══ Dataset records

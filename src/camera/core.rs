use glam::{Mat4, Vec2, Vec3, Vec4};

use crate::options::CameraOptions;

/// Perspective camera defined by eye position, target, and projection
/// parameters. This is the pose handed to the render backend each frame.
#[derive(Debug, Clone, Copy, PartialEq)]
pub struct Camera {
    /// Eye (camera) position in render space.
    pub eye: Vec3,
    /// Look-at target position.
    pub target: Vec3,
    /// Up direction vector.
    pub up: Vec3,
    /// Viewport aspect ratio (width / height).
    pub aspect: f32,
    /// Vertical field of view in degrees.
    pub fovy: f32,
    /// Near clipping plane distance.
    pub znear: f32,
    /// Far clipping plane distance.
    pub zfar: f32,
}

impl Camera {
    /// Camera at `eye` looking at `target`, projection from `options`.
    #[must_use]
    pub fn new(eye: Vec3, target: Vec3, options: &CameraOptions, aspect: f32) -> Self {
        Self {
            eye,
            target,
            up: stable_up(target - eye),
            aspect,
            fovy: options.fovy,
            znear: options.znear,
            zfar: options.zfar,
        }
    }

    /// Build the combined view-projection matrix.
    #[must_use]
    pub fn build_matrix(&self) -> Mat4 {
        self.build_projection() * self.build_view()
    }

    /// World-to-view matrix.
    #[must_use]
    pub fn build_view(&self) -> Mat4 {
        Mat4::look_at_rh(self.eye, self.target, self.up)
    }

    /// Projection matrix. Uses the [0,1] depth range.
    #[must_use]
    pub fn build_projection(&self) -> Mat4 {
        Mat4::perspective_rh(
            self.fovy.to_radians(),
            self.aspect,
            self.znear,
            self.zfar,
        )
    }

    /// Recompute the aspect ratio for a new viewport size. A zero-sized
    /// viewport (minimized window) keeps the previous aspect.
    pub fn resize(&mut self, width: u32, height: u32) {
        if width > 0 && height > 0 {
            self.aspect = width as f32 / height as f32;
        }
    }

    /// Project a render-space point to viewport pixel coordinates
    /// (origin top-left). `None` when the point is behind the camera.
    #[must_use]
    pub fn world_to_screen(&self, point: Vec3, viewport: Vec2) -> Option<Vec2> {
        let clip = self.build_matrix() * point.extend(1.0);
        if clip.w <= 0.0 {
            return None;
        }
        let ndc = clip.truncate() / clip.w;
        Some(Vec2::new(
            (ndc.x + 1.0) * 0.5 * viewport.x,
            (1.0 - ndc.y) * 0.5 * viewport.y,
        ))
    }

    /// Convert viewport pixel coordinates to a render-space ray
    /// `(origin, unit direction)` starting on the near plane.
    #[must_use]
    pub fn screen_to_ray(&self, pixel: Vec2, viewport: Vec2) -> (Vec3, Vec3) {
        // Convert to NDC (-1 to 1), y flipped for screen coordinates
        let ndc_x = (pixel.x / viewport.x) * 2.0 - 1.0;
        let ndc_y = 1.0 - (pixel.y / viewport.y) * 2.0;

        let inv_view_proj = self.build_matrix().inverse();

        let world_near = inv_view_proj * Vec4::new(ndc_x, ndc_y, 0.0, 1.0);
        let world_far = inv_view_proj * Vec4::new(ndc_x, ndc_y, 1.0, 1.0);

        // Perspective divide
        let ray_origin = world_near.truncate() / world_near.w;
        let far = world_far.truncate() / world_far.w;

        (ray_origin, (far - ray_origin).normalize_or_zero())
    }
}

/// World up, unless looking straight along it.
pub(crate) fn stable_up(forward: Vec3) -> Vec3 {
    if forward.normalize_or_zero().cross(Vec3::Y).length_squared() < 1e-8 {
        Vec3::Z
    } else {
        Vec3::Y
    }
}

════

To do: Repeat every line of the listing, word for word.

Task response:
filename src/camera/core.rs
use glam::{Mat4, Vec2, Vec3, Vec4};

use crate::options::CameraOptions;

/// Perspective camera defined by eye position, target, and projection
/// parameters. This is the pose handed to the render backend each frame.
#[derive(Debug, Clone, Copy, PartialEq)]
pub struct Camera {
    /// Eye (camera) position in render space.
    pub eye: Vec3,
    /// Look-at target position.
    pub target: Vec3,
    /// Up direction vector.
    pub up: Vec3,
    /// Viewport aspect ratio (width / height).
    pub aspect: f32,
    /// Vertical field of view in degrees.
    pub fovy: f32,
    /// Near clipping plane distance.
    pub znear: f32,
    /// Far clipping plane distance.
    pub zfar: f32,
}

impl Camera {
    /// Camera at `eye` looking at `target`, projection from `options`.
    #[must_use]
    pub fn new(eye: Vec3, target: Vec3, options: &CameraOptions, aspect: f32) -> Self {
        Self {
            eye,
            target,
            up: stable_up(target - eye),
            aspect,
            fovy: options.fovy,
            znear: options.znear,
            zfar: options.zfar,
        }
    }

    /// Build the combined view-projection matrix.
    #[must_use]
    pub fn build_matrix(&self) -> Mat4 {
        self.build_projection() * self.build_view()
    }

    /// World-to-view matrix.
    #[must_use]
    pub fn build_view(&self) -> Mat4 {
        Mat4::look_at_rh(self.eye, self.target, self.up)
    }

    /// Projection matrix. Uses the [0,1] depth range.
    #[must_use]
    pub fn build_projection(&self) -> Mat4 {
        Mat4::perspective_rh(
            self.fovy.to_radians(),
            self.aspect,
            self.znear,
            self.zfar,
        )
    }

    /// Recompute the aspect ratio for a new viewport size. A zero-sized
    /// viewport (minimized window) keeps the previous aspect.
    pub fn resize(&mut self, width: u32, height: u32) {
        if width > 0 && height > 0 {
            self.aspect = width as f32 / height as f32;
        }
    }

    /// Project a render-space point to viewport pixel coordinates
    /// (origin top-left). `None` when the point is behind the camera.
    #[must_use]
    pub fn world_to_screen(&self, point: Vec3, viewport: Vec2) -> Option<Vec2> {
        let clip = self.build_matrix() * point.extend(1.0);
        if clip.w <= 0.0 {
            return None;
        }
        let ndc = clip.truncate() / clip.w;
        Some(Vec2::new(
            (ndc.x + 1.0) * 0.5 * viewport.x,
            (1.0 - ndc.y) * 0.5 * viewport.y,
        ))
    }

    /// Convert viewport pixel coordinates to a render-space ray
    /// `(origin, unit direction)` starting on the near plane.
    #[must_use]
    pub fn screen_to_ray(&self, pixel: Vec2, viewport: Vec2) -> (Vec3, Vec3) {
        // Convert to NDC (-1 to 1), y flipped for screen coordinates
        let ndc_x = (pixel.x / viewport.x) * 2.0 - 1.0;
        let ndc_y = 1.0 - (pixel.y / viewport.y) * 2.0;

        let inv_view_proj = self.build_matrix().inverse();

        let world_near = inv_view_proj * Vec4::new(ndc_x, ndc_y, 0.0, 1.0);
        let world_far = inv_view_proj * Vec4::new(ndc_x, ndc_y, 1.0, 1.0);

        // Perspective divide
        let ray_origin = world_near.truncate() / world_near.w;
        let far = world_far.truncate() / world_far.w;

        (ray_origin, (far - ray_origin).normalize_or_zero())
    }
}

/// World up, unless looking straight along it.
pub(crate) fn stable_up(forward: Vec3) -> Vec3 {
    if forward.normalize_or_zero().cross(Vec3::Y).length_squared() < 1e-8 {
        Vec3::Z
    } else {
        Vec3::Y
    }
}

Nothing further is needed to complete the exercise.